TO DRAW that line which says that there are areas where the State has no right to prescribe, that is rightly and properly to put the State on trial — not in a spirit of anarchy: it is not to say that there is no such thing as a legitimate state, it is to say there is always a question to be asked about the right of the State to be obeyed. Sometimes, the answers to that are morally satisfying; sometimes, they’re morally slightly inconclusive but pragmatically sensible; sometimes, there isn’t an answer forthcoming, and the result is death-cell philosophies of one sort or another.

THE KESTON CENTRE FOR RELIGION, POLITICS, & SOCIETY, BAYLOR UNIVERSITY, WACO, TXAlexander Ogorodnikov, holding his underground, or samizdat, publication, Weekly Chronicle. The founder of a network of study groups for people searching for Christian faith, he was jailed, aged 25, in 1976, and again from 1978 until 1987, near the Siberian border (Books, 31 May 2013)

But I suspect that, when we discuss the issue of religious liberty these days, especially as it’s frequently talked about in the modern setting of human-rights discourse and legislation, we somewhat lose focus on that fundamental aspect of religious liberty.

This is not just about a certain number of eccentrics’ being tolerated. This is something about what the State itself accepts as its limits. So, when we speak of religious liberty — and the debates surrounding it these days are as vigorous as ever — what we need to be bearing in mind is that this is an issue about the health of a human society, not just the well-being of minorities.

Or, to put it differently: the well-being of minorities is a key test of the health of a society; and the well-being of religious minorities a key test of the well-being of minorities. For precisely the reasons I’ve just laid out, when we’re talking about religious minorities, we are talking about communities who believe that they are answerable to something other than the police.

It is, of course, expressed most wonderfully and vividly in the anecdote of Edith Stein’s arrest in the Netherlands. The SS officers who were arresting her greeted her, as usual, with “Heil Hitler,” and she replied “Laudetur Jesus Christus” — “Jesus Christ be praised.” That’s a little parable of the contest of legitimacy, the claims of the State meeting their limit.


THERE will always be forms of human connection and human responsibility to one another that lie beyond what the law and convention of any state — or even any family or any working organisation — can muster. We are answerable to something more.

You can see, perhaps, how this already mandates an approach to the indivisibility of religious liberty: it’s not something which can be defended or promoted selectively. Because, if religious liberty is defended selectively, as the liberty of this group rather than that group, we’re already on the way back to the all-powerful State, the ultimacy of force.

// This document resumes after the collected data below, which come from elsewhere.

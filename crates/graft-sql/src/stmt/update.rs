use super::{qualified_name, referenced_tables, table_names_for, validate_criteria};
use crate::serializer::TableNames;

use graft_core::driver::BinderRegistry;
use graft_core::schema::db::{ColumnId, Schema, TableId};
use graft_core::stmt::{Criteria, Value};
use graft_core::{Error, Result};

/// `UPDATE <target>[, <additional...>] SET ... [WHERE ...]`
#[derive(Debug, Clone, PartialEq)]
pub struct Update {
    /// The table whose rows are updated
    pub table: TableId,

    /// Column/value assignments, in emission order
    pub assignments: Vec<Assignment>,

    /// Restricts which rows are updated. May reference foreign columns.
    pub filter: Criteria,
}

#[derive(Debug, Clone, PartialEq)]
pub struct Assignment {
    pub column: ColumnId,
    pub value: Value,
}

impl Update {
    pub fn new(table: TableId) -> Self {
        Self {
            table,
            assignments: vec![],
            filter: Criteria::new(),
        }
    }

    pub fn assign(mut self, column: ColumnId, value: impl Into<Value>) -> Self {
        self.assignments.push(Assignment {
            column,
            value: value.into(),
        });
        self
    }

    pub fn filter(mut self, filter: impl Into<Criteria>) -> Self {
        self.filter = filter.into();
        self
    }

    pub(crate) fn scan(&self, schema: &Schema, binders: &BinderRegistry) -> Result<TableNames> {
        if self.assignments.is_empty() {
            return Err(Error::invalid_statement(
                "UPDATE requires at least one assignment",
            ));
        }

        for assignment in &self.assignments {
            let column = schema.column(assignment.column);
            if column.id.table != self.table {
                return Err(Error::invalid_statement(format!(
                    "assigned column `{}` does not belong to `{}`",
                    qualified_name(schema, column),
                    schema.table(self.table).name,
                )));
            }
            let binder = binders.get(column.ty)?;
            binder.bind(&qualified_name(schema, column), &assignment.value)?;
        }

        validate_criteria(&self.filter, schema, binders)?;
        Ok(table_names_for(
            schema,
            referenced_tables(self.table, &self.filter),
        ))
    }
}
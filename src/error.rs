//! Error types for proposalforge library.

use std::io;
use thiserror::Error;

use crate::model::ValidationErrors;

/// Result type alias for proposalforge operations.
pub type Result<T> = std::result::Result<T, Error>;

/// Error types that can occur while generating or storing proposals.
#[derive(Error, Debug)]
pub enum Error {
    /// I/O error when reading or writing files.
    #[error("I/O error: {0}")]
    Io(#[from] io::Error),

    /// JSON (de)serialization error.
    #[error("JSON error: {0}")]
    Json(#[from] serde_json::Error),

    /// The deal-context form is missing required fields.
    #[error("Invalid form: {0}")]
    Validation(ValidationErrors),

    /// The agent could not be reached or rejected the request.
    #[error("Agent error: {0}")]
    Agent(String),

    /// Transport error talking to the agent endpoint.
    #[cfg(feature = "http")]
    #[error("HTTP error: {0}")]
    Http(#[from] reqwest::Error),

    /// Key-value store failure.
    #[error("Storage error: {0}")]
    Storage(String),

    /// No saved proposal with the given id.
    #[error("Proposal not found: {0}")]
    ProposalNotFound(String),

    /// Invalid configuration value.
    #[error("Invalid configuration: {0}")]
    Config(String),

    /// Error during rendering (text, HTML, JSON).
    #[error("Rendering error: {0}")]
    Render(String),
}

#[cfg(test)]
mod tests {
    use super::*;

    #[test]
    fn test_error_display() {
        let err = Error::ProposalNotFound("abc123".to_string());
        assert_eq!(err.to_string(), "Proposal not found: abc123");

        let err = Error::Agent("HTTP 502: bad gateway".to_string());
        assert_eq!(err.to_string(), "Agent error: HTTP 502: bad gateway");
    }

    #[test]
    fn test_io_error_conversion() {
        let io_err = io::Error::new(io::ErrorKind::NotFound, "file not found");
        let err: Error = io_err.into();
        assert!(matches!(err, Error::Io(_)));
    }

    #[test]
    fn test_json_error_conversion() {
        let json_err = serde_json::from_str::<serde_json::Value>("{").unwrap_err();
        let err: Error = json_err.into();
        assert!(matches!(err, Error::Json(_)));
    }
}
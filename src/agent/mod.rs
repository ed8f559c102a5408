//! Agent invocation.
//!
//! The agent is an external service that turns a deal-context prompt into a
//! structured proposal. [`AgentClient`] is the seam: the workflow only needs
//! something that takes a prompt and an agent id and eventually produces an
//! [`AgentResponse`].

#[cfg(feature = "http")]
mod http;
mod response;

#[cfg(feature = "http")]
pub use http::HttpAgent;
pub use response::{parse_agent_response, AgentPayload, AgentResponse, ArtifactFile, ModuleOutputs};

use async_trait::async_trait;

use crate::error::Result;

/// Agent used when none is configured.
pub const DEFAULT_AGENT_ID: &str = "699f7a394b34ff0a9387f910";

/// Message used when a failed response carries no error text.
pub const DEFAULT_ERROR_MESSAGE: &str = "An unexpected error occurred. Please try again.";

/// Something that can run a prompt through an agent.
///
/// Implementations return `Err` only when the call itself failed (transport,
/// HTTP status); an envelope with `success: false` is still `Ok`.
#[async_trait]
pub trait AgentClient: Send + Sync {
    /// Send `prompt` to the agent identified by `agent_id`.
    async fn invoke(&self, prompt: &str, agent_id: &str) -> Result<AgentResponse>;
}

The religious group which looks to liberty so that it can then impose its own orthodoxy is failing to understand that first point, that intimate connection between social health and religious freedom.

And, sadly, it’s not uncommon for those who have experienced repression of religious liberty, in one form or another, at one stage or another, to become ardent apologists for religious coercion when they are themselves released. We could talk quite a bit about examples of that. We could talk about the way in which in Eastern Europe, in parts of the Muslim world, and in other contexts, the plea for religious liberty can turn out to be a covert plea for my liberty to coerce others; the complications over laws governing religious communities in the Russian Federation will not be foreign to this audience — just as some (not all) of those Muslim apologists for religious freedom in the sub-continent of India would, given the opportunity, be as repressive towards the Hindu majority as the Hindu majority is towards them.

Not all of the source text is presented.